====== Exercise data ======
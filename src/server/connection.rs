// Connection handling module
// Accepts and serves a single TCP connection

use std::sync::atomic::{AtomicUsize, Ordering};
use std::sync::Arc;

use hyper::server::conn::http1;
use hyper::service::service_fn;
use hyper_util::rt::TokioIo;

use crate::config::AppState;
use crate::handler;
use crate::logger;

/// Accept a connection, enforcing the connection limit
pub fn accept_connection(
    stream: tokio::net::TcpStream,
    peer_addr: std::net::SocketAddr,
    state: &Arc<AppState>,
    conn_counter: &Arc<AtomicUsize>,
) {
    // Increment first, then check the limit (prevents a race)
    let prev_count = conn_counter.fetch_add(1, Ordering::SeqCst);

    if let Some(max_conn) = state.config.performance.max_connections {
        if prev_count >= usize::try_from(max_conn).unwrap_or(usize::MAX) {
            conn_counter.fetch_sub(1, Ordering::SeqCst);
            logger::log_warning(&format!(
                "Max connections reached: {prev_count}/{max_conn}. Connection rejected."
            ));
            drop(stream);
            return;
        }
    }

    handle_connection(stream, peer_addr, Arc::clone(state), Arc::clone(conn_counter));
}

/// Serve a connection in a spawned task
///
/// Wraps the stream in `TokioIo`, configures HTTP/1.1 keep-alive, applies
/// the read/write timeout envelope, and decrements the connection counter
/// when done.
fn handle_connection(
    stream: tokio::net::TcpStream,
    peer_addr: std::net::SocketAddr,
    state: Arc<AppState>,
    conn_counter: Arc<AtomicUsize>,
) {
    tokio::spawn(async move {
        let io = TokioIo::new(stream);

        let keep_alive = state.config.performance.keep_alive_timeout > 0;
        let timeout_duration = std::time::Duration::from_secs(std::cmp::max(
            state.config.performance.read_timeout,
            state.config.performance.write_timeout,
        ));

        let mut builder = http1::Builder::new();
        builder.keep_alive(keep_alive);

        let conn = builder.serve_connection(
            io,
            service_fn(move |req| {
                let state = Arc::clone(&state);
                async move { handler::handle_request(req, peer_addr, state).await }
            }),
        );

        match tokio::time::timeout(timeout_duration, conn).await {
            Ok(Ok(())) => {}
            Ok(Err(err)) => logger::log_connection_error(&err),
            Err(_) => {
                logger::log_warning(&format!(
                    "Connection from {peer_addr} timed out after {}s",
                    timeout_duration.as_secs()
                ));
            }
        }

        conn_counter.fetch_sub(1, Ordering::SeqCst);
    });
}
======
====== Exercise data ======
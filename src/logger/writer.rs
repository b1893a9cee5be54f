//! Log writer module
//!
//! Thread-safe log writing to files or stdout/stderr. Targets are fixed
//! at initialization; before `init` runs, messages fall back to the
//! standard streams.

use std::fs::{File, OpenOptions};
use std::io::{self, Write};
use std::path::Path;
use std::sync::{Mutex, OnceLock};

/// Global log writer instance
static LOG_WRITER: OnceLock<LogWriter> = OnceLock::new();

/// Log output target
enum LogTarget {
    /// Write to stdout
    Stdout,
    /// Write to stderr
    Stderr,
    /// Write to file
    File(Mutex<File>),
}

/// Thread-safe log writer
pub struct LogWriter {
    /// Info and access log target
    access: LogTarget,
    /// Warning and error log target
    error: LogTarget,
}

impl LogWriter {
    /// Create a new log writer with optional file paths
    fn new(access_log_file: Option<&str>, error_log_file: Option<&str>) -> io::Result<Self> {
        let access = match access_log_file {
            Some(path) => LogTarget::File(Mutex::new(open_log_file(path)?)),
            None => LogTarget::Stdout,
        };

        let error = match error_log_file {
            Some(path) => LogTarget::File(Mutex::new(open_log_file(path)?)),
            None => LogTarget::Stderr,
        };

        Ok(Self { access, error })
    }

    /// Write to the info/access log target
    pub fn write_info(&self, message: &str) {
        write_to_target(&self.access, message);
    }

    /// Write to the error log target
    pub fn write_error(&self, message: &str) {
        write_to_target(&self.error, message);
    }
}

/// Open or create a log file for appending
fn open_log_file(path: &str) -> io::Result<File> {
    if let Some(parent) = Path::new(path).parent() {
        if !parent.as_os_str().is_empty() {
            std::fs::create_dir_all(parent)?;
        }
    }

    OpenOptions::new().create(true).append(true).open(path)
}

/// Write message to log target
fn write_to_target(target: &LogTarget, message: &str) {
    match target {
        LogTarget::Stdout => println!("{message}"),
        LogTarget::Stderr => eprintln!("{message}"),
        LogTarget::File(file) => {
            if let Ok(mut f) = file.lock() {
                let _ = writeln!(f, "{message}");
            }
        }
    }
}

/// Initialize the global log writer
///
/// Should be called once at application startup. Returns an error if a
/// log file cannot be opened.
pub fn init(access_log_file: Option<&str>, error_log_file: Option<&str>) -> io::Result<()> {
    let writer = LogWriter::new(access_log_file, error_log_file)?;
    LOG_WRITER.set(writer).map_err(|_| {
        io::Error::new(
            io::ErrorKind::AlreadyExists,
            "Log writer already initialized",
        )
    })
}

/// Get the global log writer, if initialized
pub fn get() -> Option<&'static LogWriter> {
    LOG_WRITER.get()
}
======
**Problem requirements**
Which of the lines in the data hold the string "LogWriter"? Report each of them by copying it.

**Solved problem**
static LOG_WRITER: OnceLock<LogWriter> = OnceLock::new();
pub struct LogWriter {
impl LogWriter {
    let writer = LogWriter::new(access_log_file, error_log_file)?;
pub fn get() -> Option<&'static LogWriter> {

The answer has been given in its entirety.